====== SOURCE RECORDS ======

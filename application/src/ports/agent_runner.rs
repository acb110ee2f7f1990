//! Agent Runner port
//!
//! Callers depend only on `run(params) -> result`. Whether the loop runs
//! in-process or in a child process is an implementation detail.

use crate::context::Workspace;
use async_trait::async_trait;
use board_domain::AgentRunResult;
use std::path::PathBuf;
use std::time::Duration;

/// Everything a runner needs for one run.
#[derive(Debug, Clone)]
pub struct AgentRunParams {
    pub project_id: String,
    pub ticket_id: Option<String>,
    /// Profile (role) whose tool allowlist the run is confined to
    pub profile: String,
    pub task: String,
    /// Role prompt, opaque to the runner
    pub system_prompt: String,
    pub workflow: String,
    pub workspace: Workspace,
    /// Directory for run artifacts and the transcript
    pub session_dir: Option<PathBuf>,
    pub max_duration: Duration,
}

/// Drives one run to completion.
///
/// Never fails: every outcome, including timeouts and internal faults, is
/// reported through [`AgentRunResult::status`].
#[async_trait]
pub trait AgentRunner: Send + Sync {
    async fn run(&self, params: AgentRunParams) -> AgentRunResult;
}
//! Ticket database adapters

pub mod json_file;
pub mod memory;

pub use json_file::JsonFileDatabase;
pub use memory::{BoardSnapshot, InMemoryDatabase};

======

TASK | What you return must be the line that contains "and the transcript" followed by every remaining line of the material, all exactly as written and nothing more.

RESPONSE |
    /// Directory for run artifacts and the transcript
    pub session_dir: Option<PathBuf>,
    pub max_duration: Duration,
}

/// Drives one run to completion.
///
/// Never fails: every outcome, including timeouts and internal faults, is
/// reported through [`AgentRunResult::status`].
#[async_trait]
pub trait AgentRunner: Send + Sync {
    async fn run(&self, params: AgentRunParams) -> AgentRunResult;
}
//! Ticket database adapters

pub mod json_file;
pub mod memory;

pub use json_file::JsonFileDatabase;
pub use memory::{BoardSnapshot, InMemoryDatabase};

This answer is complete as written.